17 states and D.C. won't be affected by abortion pill rulings: report
Judge with Gavel (Shutterstock)

The availability of an abortion pill that’s been at the center of frantic legal wrangling over the past week will not be affected by two legal rulings in the past week in 17 states and the District of Columbia, CNBC reports.

Attorney General Bob Ferguson of the state of Washington said it’s “crystal clear” that an order issued by U.S. District Judge Thomas Rice preserves access to mifepristone in 17 states and the District of Columbia.

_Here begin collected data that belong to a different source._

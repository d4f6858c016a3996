//! Acceptor and per-connection dispatch. One supervisor task listens
//! on the TLS control-plane port; each accepted session is admitted,
//! brought up, and handed to its own task running the echo operation loop.

use std::sync::atomic::{AtomicUsize, Ordering};
use std::sync::Arc;
use std::time::Duration;

use tokio::net::TcpListener;
use tokio::sync::watch;

use crate::bringup::bring_up_server;
use crate::config::Config;
use crate::connection::Connection;
use crate::error::Result;
use crate::ops::{poll_recv, post_send};
use crate::telemetry::Metrics;
use crate::tls::build_acceptor;

use super::lifecycle::{install_signal_handlers, wait_for_drain, ConnectionGuard, RunningFlag};
use super::shared::SharedResources;

/// Runs the control-plane accept loop until a shutdown signal arrives, then
/// drains in-flight connections before returning.
pub async fn run(config: Config, shared: Arc<SharedResources>) -> Result<()> {
    let listener = TcpListener::bind(config.listen).await?;
    let tls_acceptor = build_acceptor(&config.tls)?;
    let metrics = Arc::new(Metrics::default());

    if let Some(addr) = config.telemetry.metrics_addr {
        let metrics = metrics.clone();
        tokio::spawn(async move {
            if let Err(e) = crate::telemetry::serve_metrics(addr, metrics).await {
                tracing::warn!(error = %e, "metrics endpoint stopped");
            }
        });
    }

    let running = RunningFlag::new();
    let mut signals = install_signal_handlers()?;
    let active_connections = Arc::new(AtomicUsize::new(0));
    let (closed_tx, mut closed_rx) = watch::channel(());

    tracing::info!(listen = %config.listen, "broker listening");

    loop {
        tokio::select! {
            _ = signals.sigterm.recv() => {
                tracing::info!("received SIGTERM, initiating graceful shutdown");
                running.stop();
                break;
            }
            _ = signals.sigint.recv() => {
                tracing::info!("received SIGINT, initiating graceful shutdown");
                running.stop();
                break;
            }
            accepted = listener.accept() => {
                let (stream, peer) = match accepted {
                    Ok(pair) => pair,
                    Err(e) => {
                        tracing::warn!(error = %e, "accept error");
                        continue;
                    }
                };

                if !running.is_running() {
                    tracing::info!(%peer, "shutdown requested, rejecting new connection");
                    continue;
                }

                let slot_id = match shared.slots.admit() {
                    Ok(slot_id) => slot_id,
                    Err(e) => {
                        metrics.record_rejected();
                        tracing::warn!(%peer, active = shared.slots.active_count(), "rejecting connection: {e}");
                        continue;
                    }
                };
                metrics.record_admitted();

                let shared = shared.clone();
                let tls_acceptor = tls_acceptor.clone();
                let guard_counter = active_connections.clone();
                let closed_tx = closed_tx.clone();
                let metrics = metrics.clone();
                let shutdown_rx = running.subscribe();

                tokio::spawn(async move {
                    let _guard = ConnectionGuard::new(guard_counter, closed_tx);
                    if let Err(e) = handle_session(
                        stream,
                        tls_acceptor,
                        shared.clone(),
                        slot_id,
                        metrics.clone(),
                        shutdown_rx,
                    )
                    .await
                    {
                        metrics.record_completion_error();
                        tracing::warn!(slot_id, %peer, error = %e, "connection ended with error");
                    }
                    shared.slots.release(slot_id);
                    metrics.record_released();
                });
            }
        }
    }

    let shutdown_drain = Duration::from_secs(config.timeout.shutdown_drain_secs);
    wait_for_drain(&active_connections, &mut closed_rx, shutdown_drain).await;
    tracing::info!("broker stopped");
    Ok(())
}

async fn handle_session(
    stream: tokio::net::TcpStream,
    tls_acceptor: tokio_rustls::TlsAcceptor,
    shared: Arc<SharedResources>,
    slot_id: usize,
    metrics: Arc<Metrics>,
    mut shutdown_rx: watch::Receiver<bool>,
) -> Result<()> {
    let tls_stream = tls_acceptor.accept(stream).await?;
    let mut connection =
        bring_up_server(tls_stream, &shared.device, &shared.buffers, slot_id, &metrics).await?;

    let welcome = format!(
        "Welcome Client {slot_id}! Server PSN: 0x{:06x}, Your PSN: 0x{:06x}",
        connection.local_psn, connection.remote_psn
    );
    post_send(connection.qp.as_ref(), connection.send_cq.as_ref(), welcome.as_bytes()).await?;
    connection.counters.messages_sent += 1;

    let result = echo_loop(&mut connection, slot_id, &mut shutdown_rx).await;
    shared.buffers.release(connection.buffers.chunk_id);
    result
}

/// Runs the echo exchange until the client closes or a shutdown signal is
/// observed at the loop head; either path moves the connection to `Closing`.
async fn echo_loop<S>(
    connection: &mut Connection<S>,
    slot_id: usize,
    shutdown_rx: &mut watch::Receiver<bool>,
) -> Result<()> {
    loop {
        if *shutdown_rx.borrow() {
            tracing::info!(slot_id, "shutdown observed, closing connection");
            connection.mark_closing();
            return Ok(());
        }

        let bytes = tokio::select! {
            biased;
            _ = shutdown_rx.changed() => {
                tracing::info!(slot_id, "shutdown observed, closing connection");
                connection.mark_closing();
                return Ok(());
            }
            result = poll_recv(connection.qp.as_ref(), connection.recv_cq.as_ref()) => {
                match result {
                    Ok(bytes) => bytes,
                    Err(e) => {
                        connection.counters.completion_errors += 1;
                        return Err(e);
                    }
                }
            }
        };
        connection.counters.messages_received += 1;
        connection.counters.bytes_received += bytes as u64;

        let received = {
            let buf = connection.buffers.recv_buffer.lock().unwrap();
            String::from_utf8_lossy(&buf[..bytes]).into_owned()
        };
        tracing::debug!(slot_id, bytes, "received message");

        if received.is_empty() {
            return Ok(());
        }

        let response = format!("Server echo [Client {slot_id}]: {received}");
        post_send(connection.qp.as_ref(), connection.send_cq.as_ref(), response.as_bytes()).await?;
        connection.counters.messages_sent += 1;
        connection.counters.bytes_sent += response.len() as u64;
    }
}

“No judge in Texas or the 5th Circuit gets to override what a federal judge in Washington state has decided,” Ferguson told the cable business network.

Ferguson’s assessment of the ruling follows a chaotic sequence that began Friday when Matthew Kacsmaryk, a Texas-based U.S. District judge, ordered the suspension of mifepristone, unwinding an FDA approval of the drug more than 20 years ago on the grounds that its unsafe and that it’s 2000 approval was rushed.

Kacsmaryk gave the Justice Department a week to appeal the ruling, and on Wednesday the Fifth Circuit granted the agency a partial victory by putting the Texas judge’s ruling on hold, but the three-judge panel approved a part of the ruling that restricts distribution of the drug by mail.

Ferguson expressed confidence that none of the restrictions will affect the 17 states and the nation’s capital.

The 17 states that won’t be affected by the rulings are Arizona, Colorado, Connecticut, Delaware, Illinois, Michigan, Nevada, New Mexico, Oregon, Rhode Island, Vermont, Hawaii, Maine, Maryland, Minnesota, Pennsylvania, and Washington state.

“We have a ruling that’s crystal clear, and our full expectation is that the FDA will honor it,” Ferguson told CNBC.